Assuming you can draw them in either order…
26 valid cards on the first draw:
26/52
13 valid cards on the second draw:
13/51
Multiply:
26/52 * 13/51
= 13/102
Odds = p/(1-p) = 13/102 / (1 – 13/102) = 13/102 / 89/102 = 13/89
8. What are the odds in favor of getting at least one head
in three successive flips of a coin?
P(no heads) = 0.5^3 = 0.125
P(one or more heads) = 1 – 0.125 = 0.875
Odds in favor = p/(1-p) = 0.875/(1-0.875) = 7 (which is 7 to 1)
36. On a TV game show, the contestant is asked to select a
door and then is rewarded with the prize behind the door
selected. If the doors can be selected with equal probability,
what is the expected value of the selection if the
three doors have behind them a $40,000 foreign car, a $3
silly straw, and a $50 mathematics textbook?
40000/3 + 3/3 + 50/3
= $13351
38. Sam bought 1 of 250 tickets selling for $2 in a game
with a grand prize of $400. Was $2 a fair price to pay for
a ticket to play this game?
EV = 400/250 = $1.60
This was not a fair price, since the EV is lower than the ticket price.
48. The game of dots is played by rolling a fair die and
receiving $1 for each dot showing on the top face of the
die. What cost should be set for each roll if the game is
to be considered a fair game?
EV = 1/6 + 2/6 + 3/6 + 4/6 + 5/6 + 6/6
= $3.50
2. In each case, consider what you know about the distribution
and then explain why you would expect it to be
or not to be normally distributed.
a. The wealth of the parents of students attending your
school
I would say yes, there is an average wealth, and then some people have lots more, but some don’t have nearly as much.
b. The values that a group of fourth-grade students
would give for the length of a segment that they
measured with a ruler
Yes, the mean will be approximately the true length, but some people will measure too long or too short.
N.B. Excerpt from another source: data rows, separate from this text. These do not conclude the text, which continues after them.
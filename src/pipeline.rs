//! End-to-end helpers: source text to tokens, AST, bytecode, and output.

use crate::bytecode::compile::Compiler;
use crate::bytecode::compile_error::CompileError;
use crate::bytecode::image::{self, ImageError};
use crate::bytecode::ir::ProgramBc;
use crate::bytecode::verify::{self, VerifyError};
use crate::config::VmConfig;
use crate::frontend::lexer::{LexError, Lexer, Spanned};
use crate::frontend::parse_error::ParseError;
use crate::frontend::parser::Parser;
use crate::lang::program::Program;
use crate::runtime::externals::Externals;
use crate::runtime::runtime_error::RuntimeError;
use crate::runtime::vm_bc::{Vm, VmStats};
use std::io::Write;
use std::path::Path;

/// Any failure along the pipeline, tagged with the stage that produced it.
#[derive(Debug, thiserror::Error)]
pub enum Error {
    #[error(transparent)]
    Lex(#[from] LexError),

    #[error(transparent)]
    Parse(#[from] ParseError),

    #[error(transparent)]
    Compile(#[from] CompileError),

    #[error(transparent)]
    Verify(#[from] VerifyError),

    #[error(transparent)]
    Image(#[from] ImageError),

    #[error(transparent)]
    Runtime(#[from] RuntimeError),
}

impl Error {
    /// Stage name used in diagnostics: `<kind> error: <message>`.
    pub fn kind(&self) -> &'static str {
        match self {
            Error::Lex(_) => "lex",
            Error::Parse(_) => "parse",
            Error::Compile(_) => "compile",
            Error::Verify(_) => "verify",
            Error::Image(_) => "image",
            Error::Runtime(_) => "runtime",
        }
    }
}

pub type Result<T> = std::result::Result<T, Error>;

pub fn tokenize(source: &str) -> Result<Vec<Spanned>> {
    Ok(Lexer::new(source).tokenize()?)
}

pub fn parse(source: &str) -> Result<Program> {
    let tokens = tokenize(source)?;
    Ok(Parser::new(tokens).parse()?)
}

/// Parses and compiles `source` against the given externals.
pub fn compile(source: &str, externals: &Externals) -> Result<ProgramBc> {
    let program = parse(source)?;
    let signatures = externals.signatures();
    Ok(Compiler::new(&signatures).compile(&program)?)
}

/// Loads a bytecode image and checks it before it reaches the VM.
pub fn load_image(path: &Path, externals: &Externals) -> Result<ProgramBc> {
    let bc = image::load(path)?;
    verify::verify(&bc, &externals.signatures())?;
    Ok(bc)
}

pub fn run<'a>(
    bc: &'a ProgramBc,
    externals: &'a Externals,
    config: VmConfig,
    out: impl Write + 'a,
) -> Result<VmStats> {
    let mut vm = Vm::new(bc, externals).with_config(config).with_output(out);
    Ok(vm.run()?)
}

/// Compiles and runs `source` with the default limits.
pub fn run_source(source: &str, externals: &Externals, out: impl Write) -> Result<VmStats> {
    let bc = compile(source, externals)?;
    run(&bc, externals, VmConfig::default(), out)
}
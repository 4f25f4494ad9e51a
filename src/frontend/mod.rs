//! Source text to AST: tokens, the lexer, and the Pratt parser.

pub mod lexer;
pub mod parse_error;
pub mod parser;
pub mod token;
pub mod token_dumper;

pub use lexer::{LexError, Lexer, Span, Spanned};
pub use parse_error::ParseError;
pub use parser::Parser;
pub use token::Token;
c. The SAT or ACT examination scores in mathematics
for students who were in your high school
graduation class
Yes, there will be an average score, with some people doing better and some doing worse.
d. The weights of all incoming freshman students at
your school
Yes, there will be a mean weight, but some people will be overweight and some will be thin.
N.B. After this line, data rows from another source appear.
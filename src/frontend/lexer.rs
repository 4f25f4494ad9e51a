use crate::frontend::token::Token;
use crate::lang::node::Number;

#[derive(Debug, Clone, PartialEq)]
pub struct Span {
    pub line: usize,
    pub col: usize,
}

#[derive(Debug, Clone, PartialEq)]
pub struct Spanned {
    pub token: Token,
    pub span: Span,
}

#[derive(Debug, Clone, PartialEq, thiserror::Error)]
#[error("{line}:{col}: {message}")]
pub struct LexError {
    pub message: String,
    pub line: usize,
    pub col: usize,
}

/// Operators that may be followed by a second character.
///
/// Keyed on the first character: `(second, two-char token, one-char token)`.
fn two_char_operator(first: char) -> Option<(char, Token, Token)> {
    let entry = match first {
        '>' => ('=', Token::GtEq, Token::Gt),
        '<' => ('=', Token::LtEq, Token::Lt),
        '=' => ('=', Token::EqEq, Token::Assign),
        '!' => ('=', Token::NotEq, Token::Bang),
        '&' => ('&', Token::AndAnd, Token::Amp),
        '|' => ('|', Token::OrOr, Token::Pipe),
        _ => return None,
    };
    Some(entry)
}

fn one_char_token(ch: char) -> Option<Token> {
    let token = match ch {
        '(' => Token::LParen,
        ')' => Token::RParen,
        '{' => Token::LBrace,
        '}' => Token::RBrace,
        ',' => Token::Comma,
        ';' => Token::Semicolon,
        '+' => Token::Plus,
        '-' => Token::Minus,
        '*' => Token::Star,
        '/' => Token::Slash,
        '%' => Token::Percent,
        '^' => Token::Caret,
        _ => return None,
    };
    Some(token)
}

pub struct Lexer {
    source: Vec<char>,
    pos: usize,
    line: usize,
    col: usize,
}

impl Lexer {
    pub fn new(source: &str) -> Self {
        Lexer {
            source: source.chars().collect(),
            pos: 0,
            line: 1,
            col: 1,
        }
    }

    fn current(&self) -> Option<char> {
        self.source.get(self.pos).copied()
    }

    fn advance(&mut self) -> Option<char> {
        let ch = self.current();
        if ch == Some('\n') {
            self.line += 1;
            self.col = 1;
        } else {
            self.col += 1;
        }
        self.pos += 1;
        ch
    }

    fn span(&self) -> Span {
        Span {
            line: self.line,
            col: self.col,
        }
    }

    fn error_at(&self, span: &Span, message: impl Into<String>) -> LexError {
        LexError {
            message: message.into(),
            line: span.line,
            col: span.col,
        }
    }

    /// Skips whitespace and `#` line comments.
    fn skip_trivia(&mut self) {
        while let Some(ch) = self.current() {
            match ch {
                ' ' | '\t' | '\r' | '\n' => {
                    self.advance();
                }
                '#' => {
                    while let Some(c) = self.current() {
                        if c == '\n' {
                            break;
                        }
                        self.advance();
                    }
                }
                _ => break,
            }
        }
    }

    fn read_string(&mut self, start: &Span) -> Result<Token, LexError> {
        self.advance(); // opening quote

        let mut string = String::new();
        loop {
            match self.current() {
                Some('"') => {
                    self.advance();
                    return Ok(Token::String(string));
                }
                Some(ch) => {
                    string.push(ch);
                    self.advance();
                }
                None => return Err(self.error_at(start, "unterminated string literal")),
            }
        }
    }

    fn read_number(&mut self, start: &Span) -> Result<Token, LexError> {
        let mut digits = String::new();
        while let Some(ch) = self.current() {
            if ch.is_ascii_digit() {
                digits.push(ch);
                self.advance();
            } else {
                break;
            }
        }

        if self.current() == Some('.') {
            digits.push('.');
            self.advance();
            while let Some(ch) = self.current() {
                if ch.is_ascii_digit() {
                    digits.push(ch);
                    self.advance();
                } else {
                    break;
                }
            }

            let value: f64 = digits
                .parse()
                .map_err(|_| self.error_at(start, format!("invalid float: {}", digits)))?;
            return Ok(Token::Number(Number::Float(value)));
        }

        let value: i64 = digits
            .parse()
            .map_err(|_| self.error_at(start, format!("integer literal out of range: {}", digits)))?;
        Ok(Token::Number(Number::Int(value)))
    }

    fn read_identifier(&mut self) -> Token {
        let mut ident = String::new();
        while let Some(ch) = self.current() {
            if ch.is_ascii_alphanumeric() || ch == '_' {
                ident.push(ch);
                self.advance();
            } else {
                break;
            }
        }

        Token::keyword(&ident).unwrap_or(Token::Ident(ident))
    }

    fn read_operator(&mut self, ch: char) -> Option<Token> {
        if let Some(token) = one_char_token(ch) {
            self.advance();
            return Some(token);
        }

        let (second, double, single) = two_char_operator(ch)?;
        self.advance();
        if self.current() == Some(second) {
            self.advance();
            Some(double)
        } else {
            Some(single)
        }
    }

    pub fn tokenize(&mut self) -> Result<Vec<Spanned>, LexError> {
        let mut tokens = Vec::new();

        loop {
            self.skip_trivia();
            let span = self.span();

            let token = match self.current() {
                None => {
                    tokens.push(Spanned {
                        token: Token::Eof,
                        span,
                    });
                    break;
                }
                Some('"') => self.read_string(&span)?,
                Some(ch) if ch.is_ascii_digit() => self.read_number(&span)?,
                Some(ch) if ch.is_ascii_alphabetic() || ch == '_' => self.read_identifier(),
                Some(ch) => match self.read_operator(ch) {
                    Some(token) => token,
                    None => {
                        return Err(self.error_at(&span, format!("unexpected character '{}'", ch)));
                    }
                },
            };

            tokens.push(Spanned { token, span });
        }

        tracing::debug!(count = tokens.len(), "tokenized source");
        Ok(tokens)
    }
}

#[cfg(test)]
mod tests {
    use super::*;

    fn tokens(source: &str) -> Vec<Token> {
        let mut lexer = Lexer::new(source);
        lexer
            .tokenize()
            .unwrap()
            .into_iter()
            .map(|s| s.token)
            .filter(|t| !matches!(t, Token::Eof))
            .collect()
    }

    fn lex_err(source: &str) -> LexError {
        Lexer::new(source).tokenize().unwrap_err()
    }

    fn ident(s: &str) -> Token {
        Token::Ident(s.to_string())
    }

    fn int(n: i64) -> Token {
        Token::Number(Number::Int(n))
    }

    #[test]
    fn test_print_statement() {
        let t = tokens("print(1 + 2 * 3);");
        assert_eq!(
            t,
            vec![
                Token::Print,
                Token::LParen,
                int(1),
                Token::Plus,
                int(2),
                Token::Star,
                int(3),
                Token::RParen,
                Token::Semicolon,
            ]
        );
    }

    #[test]
    fn test_caret() {
        assert_eq!(tokens("2^3"), vec![int(2), Token::Caret, int(3)]);
    }

    #[test]
    fn test_keywords() {
        let t = tokens("var define print if else while break continue return fun true false null");
        assert_eq!(
            t,
            vec![
                Token::Var,
                Token::Define,
                Token::Print,
                Token::If,
                Token::Else,
                Token::While,
                Token::Break,
                Token::Continue,
                Token::Return,
                Token::Fun,
                Token::True,
                Token::False,
                Token::Null,
            ]
        );
    }

    #[test]
    fn test_keyword_prefix_is_identifier() {
        let t = tokens("variable iffy _fun x_1");
        assert_eq!(
            t,
            vec![ident("variable"), ident("iffy"), ident("_fun"), ident("x_1")]
        );
    }

    #[test]
    fn test_two_char_operators() {
        let t = tokens(">= <= == != && ||");
        assert_eq!(
            t,
            vec![
                Token::GtEq,
                Token::LtEq,
                Token::EqEq,
                Token::NotEq,
                Token::AndAnd,
                Token::OrOr,
            ]
        );
    }

    #[test]
    fn test_two_char_fallback_to_single() {
        let t = tokens("> < = ! & |");
        assert_eq!(
            t,
            vec![
                Token::Gt,
                Token::Lt,
                Token::Assign,
                Token::Bang,
                Token::Amp,
                Token::Pipe,
            ]
        );
    }

    #[test]
    fn test_operator_without_spaces() {
        let t = tokens("a>=b==!c");
        assert_eq!(
            t,
            vec![
                ident("a"),
                Token::GtEq,
                ident("b"),
                Token::EqEq,
                Token::Bang,
                ident("c"),
            ]
        );
    }

    #[test]
    fn test_numbers() {
        let t = tokens("42 3.14 7. 0");
        assert_eq!(
            t,
            vec![
                int(42),
                Token::Number(Number::Float(3.14)),
                Token::Number(Number::Float(7.0)),
                int(0),
            ]
        );
    }

    #[test]
    fn test_minus_is_separate_token() {
        assert_eq!(tokens("-5"), vec![Token::Minus, int(5)]);
    }

    #[test]
    fn test_integer_overflow_errors() {
        let err = lex_err("99999999999999999999");
        assert!(err.message.contains("out of range"), "msg was: {}", err.message);
    }

    #[test]
    fn test_string_without_escapes() {
        let t = tokens(r#""a\nb" "x y""#);
        assert_eq!(
            t,
            vec![
                Token::String("a\\nb".to_string()),
                Token::String("x y".to_string()),
            ]
        );
    }

    #[test]
    fn test_string_may_span_lines() {
        let t = tokens("\"line1\nline2\"");
        assert_eq!(t, vec![Token::String("line1\nline2".to_string())]);
    }

    #[test]
    fn test_unterminated_string_errors_at_opening_quote() {
        let err = lex_err("print(\n  \"oops);");
        assert!(
            err.message.contains("unterminated string"),
            "msg was: {}",
            err.message
        );
        assert_eq!((err.line, err.col), (2, 3));
    }

    #[test]
    fn test_comments_are_skipped() {
        let t = tokens("# header\nvar x = 1; # trailing\n# last");
        assert_eq!(
            t,
            vec![Token::Var, ident("x"), Token::Assign, int(1), Token::Semicolon]
        );
    }

    #[test]
    fn test_unexpected_character() {
        let err = lex_err("var x = 1 @ 2;");
        assert!(err.message.contains("'@'"), "msg was: {}", err.message);
        assert_eq!((err.line, err.col), (1, 11));
    }

    #[test]
    fn test_spans_track_lines_and_columns() {
        let spanned = Lexer::new("var a;\n  print(a);").tokenize().unwrap();
        assert_eq!(spanned[0].span, Span { line: 1, col: 1 });
        assert_eq!(spanned[1].span, Span { line: 1, col: 5 });
        assert_eq!(spanned[3].span, Span { line: 2, col: 3 });
    }

    #[test]
    fn test_eof_is_always_last() {
        let spanned = Lexer::new("").tokenize().unwrap();
        assert_eq!(spanned.len(), 1);
        assert_eq!(spanned[0].token, Token::Eof);
    }

    #[test]
    fn test_lexing_is_deterministic() {
        let src = "define f = fun(a, b) { return a + b * 2.5; };";
        assert_eq!(tokens(src), tokens(src));
    }

    #[test]
    fn test_error_display_has_location() {
        let err = lex_err("\n  $");
        assert_eq!(err.to_string(), "2:3: unexpected character '$'");
    }
}
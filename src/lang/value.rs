use super::node::Number;
use std::rc::Rc;

/// Runtime value in the Cilly VM.
///
/// Values are immutable. Strings are reference counted so that loading a
/// string constant or copying a variable never copies the text.
#[derive(Debug, Clone, PartialEq)]
pub enum Value {
    /// Integer or floating-point number.
    Number(Number),

    /// UTF-8 string.
    Str(Rc<str>),

    /// Boolean. Use [`Value::TRUE`] / [`Value::FALSE`].
    Bool(bool),

    Null,
}

impl Value {
    pub const TRUE: Value = Value::Bool(true);
    pub const FALSE: Value = Value::Bool(false);
    pub const NULL: Value = Value::Null;

    /// The canonical boolean for `b`.
    pub fn bool(b: bool) -> Value {
        if b { Value::TRUE } else { Value::FALSE }
    }

    pub fn int(n: i64) -> Value {
        Value::Number(Number::Int(n))
    }

    pub fn float(n: f64) -> Value {
        Value::Number(Number::Float(n))
    }

    pub fn str(s: &str) -> Value {
        Value::Str(Rc::from(s))
    }

    pub fn type_name(&self) -> &'static str {
        match self {
            Value::Number(Number::Int(_)) => "integer",
            Value::Number(Number::Float(_)) => "float",
            Value::Str(_) => "string",
            Value::Bool(_) => "boolean",
            Value::Null => "null",
        }
    }

    /// Truthiness used by `!`: `false`, `null`, zero and `""` are falsy.
    pub fn is_truthy(&self) -> bool {
        match self {
            Value::Bool(b) => *b,
            Value::Null => false,
            Value::Number(n) => !n.is_zero(),
            Value::Str(s) => !s.is_empty(),
        }
    }

    /// Language-level equality (`==`).
    ///
    /// Numbers compare numerically across integer and float; other kinds
    /// compare only with themselves.
    pub fn equals(&self, other: &Value) -> bool {
        match (self, other) {
            (Value::Number(Number::Int(a)), Value::Number(Number::Int(b))) => a == b,
            (Value::Number(a), Value::Number(b)) => a.as_f64() == b.as_f64(),
            (Value::Str(a), Value::Str(b)) => a == b,
            (Value::Bool(a), Value::Bool(b)) => a == b,
            (Value::Null, Value::Null) => true,
            _ => false,
        }
    }
}

impl std::fmt::Display for Value {
    /// Textual form used by `print`.
    fn fmt(&self, f: &mut std::fmt::Formatter<'_>) -> std::fmt::Result {
        match self {
            Value::Number(n) => write!(f, "{}", n),
            Value::Str(s) => write!(f, "{}", s),
            Value::Bool(b) => write!(f, "{}", b),
            Value::Null => write!(f, "null"),
        }
    }
}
8. The number of accidents that occur at the intersection
of Pine and Linden streets between 3 p.m. and
6 p.m. on Friday afternoons is 0, 1, 2, or 3, with probabilities
of 0.84, 0.13, 0.02, and 0.01, respectively.
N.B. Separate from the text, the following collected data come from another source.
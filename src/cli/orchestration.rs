//! Main workflow orchestration logic
//!
//! Replaces the nested read -> bump -> write -> stage -> commit -> tag -> push
//! chain with an explicit sequential pipeline; each step's failure
//! short-circuits the rest. The version core stays pure - everything with a
//! side effect lives here, behind the collaborator seams.

use std::str::FromStr;

use crate::config::Config;
use crate::error::{PublishError, Result};
use crate::git::{Repository, TagDetails};
use crate::metadata::MetadataStore;
use crate::tag::TagPattern;
use crate::ui;
use crate::version::{self, BumpMode, Direction};
use crate::warning::PublishWarning;

/// Arguments for the publish workflow
///
/// Mirrors the CLI args but in a format suitable for orchestration logic,
/// so the workflow can be called programmatically without depending on clap.
#[derive(Debug, Clone, PartialEq)]
pub struct PublishOptions {
    /// Bump mode name or configured alias
    pub mode: String,

    /// Custom label for the tag annotation; defaults to the canonical mode name
    pub label: Option<String>,

    /// Increase or decrease the targeted slot
    pub direction: Direction,

    /// Skip confirmation prompts
    pub force: bool,

    /// Preview mode - don't touch the file or the repository
    pub dry_run: bool,
}

/// Result of a successful publish workflow
#[derive(Debug, Clone, PartialEq)]
pub struct PublishOutcome {
    /// Version read from the metadata file
    pub old_version: String,

    /// Version written back after the bump
    pub new_version: String,

    /// The tag that was created
    pub tag: String,

    /// Whether commit and tag were pushed to the remote
    pub pushed: bool,
}

/// Main publish workflow
///
/// 1. Read the metadata file and extract the current version
/// 2. Resolve the mode through the alias table and bump
/// 3. Rewrite both version fields
/// 4. Stage, commit, and tag the release
/// 5. Push commit and tag to the configured remote
///
/// # Returns
/// * `Ok(Some(outcome))` - Release prepared (and pushed unless declined)
/// * `Ok(None)` - User cancelled at a prompt
/// * `Err` - A step failed; later steps were not attempted
pub fn run_publish<R: Repository>(
    repo: &R,
    store: &MetadataStore,
    config: &Config,
    opts: &PublishOptions,
) -> Result<Option<PublishOutcome>> {
    let mode = BumpMode::from_str(config.resolve_mode(&opts.mode))?;
    let label = opts.label.clone().unwrap_or_else(|| mode.name().to_string());

    let snapshot = store.read()?;
    if let Some(warning) = snapshot.field_mismatch() {
        ui::display_warning(&warning);

        if !opts.force
            && !opts.dry_run
            && !ui::confirm_action("Continue with the AssemblyVersion value?")?
        {
            return Ok(None);
        }
    }

    let current = snapshot.current_version().to_string();
    let next = version::bump(&current, mode, opts.direction)?;
    ui::display_version_change(&current, &next);

    let tag = TagPattern::new(&config.tag_pattern).format(&next);

    if repo.tag_exists(&tag)? {
        ui::display_warning(&PublishWarning::TagAlreadyExists { tag: tag.clone() });
        return Err(PublishError::tag(format!(
            "Refusing to overwrite existing tag '{}'",
            tag
        )));
    }

    if opts.dry_run {
        ui::display_status("Dry run:");
        ui::display_success(&format!(
            "  Step 1: would rewrite {} to version {}",
            store.path().display(),
            next
        ));
        ui::display_success(&format!(
            "  Step 2: would commit and create tag {} (label: {})",
            tag, label
        ));
        ui::display_success(&format!(
            "  Step 3: would push commit and tag to {}",
            config.remote
        ));

        return Ok(Some(PublishOutcome {
            old_version: current,
            new_version: next,
            tag,
            pushed: false,
        }));
    }

    let base = repo.head_commit_id()?;
    ui::display_status(&format!("Releasing from commit {}", base));

    store.apply(&snapshot, &next)?;
    repo.stage_path(store.path())?;
    repo.commit(&format!("Change version to: {} Mode: {}", tag, label))?;
    ui::display_success(&format!("Committed version {}", next));

    repo.create_annotated_tag(&tag, &label)?;
    ui::display_success(&format!("Created tag: {}", tag));

    let should_push = opts.force || ui::confirm_push(&tag, &config.remote)?;

    let pushed = if should_push {
        repo.push_branch(&config.remote)?;
        repo.push_tag(&config.remote, &tag)?;
        ui::display_success(&format!(
            "Pushed commit and tag {} to {}",
            tag, config.remote
        ));
        true
    } else {
        ui::formatter::display_manual_push_instruction(&tag, &config.remote);
        false
    };

    Ok(Some(PublishOutcome {
        old_version: current,
        new_version: next,
        tag,
        pushed,
    }))
}

/// Tag history report
///
/// Lists tags filtered by an optional substring, newest first, truncated to
/// `count` (or the configured default).
pub fn run_history<R: Repository>(
    repo: &R,
    config: &Config,
    count: Option<usize>,
    search: Option<&str>,
) -> Result<()> {
    let tags = select_history_tags(
        repo.list_tag_details()?,
        count.unwrap_or(config.history.count),
        search,
    );

    ui::display_tag_history(&tags, &config.history.release_labels);
    Ok(())
}

/// Filter, sort, and truncate tags for the history report.
///
/// Keeps tags whose name contains `search` (when given), newest first,
/// at most `count` entries.
pub fn select_history_tags(
    mut tags: Vec<TagDetails>,
    count: usize,
    search: Option<&str>,
) -> Vec<TagDetails> {
    if let Some(needle) = search {
        tags.retain(|tag| tag.name.contains(needle));
    }

    tags.sort_by(|a, b| b.when_unix.cmp(&a.when_unix));
    tags.truncate(count);
    tags
}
Graph this probability distribution. What is the
expected value for the random variable given the
number of accidents?
EV = 0*0.84 + 1*0.13 + 2*0.02 + 3*0.01
= 0.2 accidents
Graph:
12. The mean systolic blood pressure of adult males is normally
distributed with a mean of 138 (millimeters of
mercury) and a standard deviation of 9.7. What percent
of adult males have blood pressure between 161.28 and
164.9?
Z(161.28) = (161.28-138)/9.7 = 2.4
Z(164.9) = (164.9-138)/9.7 = 2.773
Prob(2.4 < z < 2.773) = 0.54%
14. A study of motor vehicle rates in the 50 states reveals
that traffic death rates (deaths per 100 million motor
vehicle miles driven) can be modeled by the normal
curve. The data suggest that the distribution has a mean
of 5.3 and a standard deviation of 1.3. Sketch the normal
curve, showing the mean and standard deviation.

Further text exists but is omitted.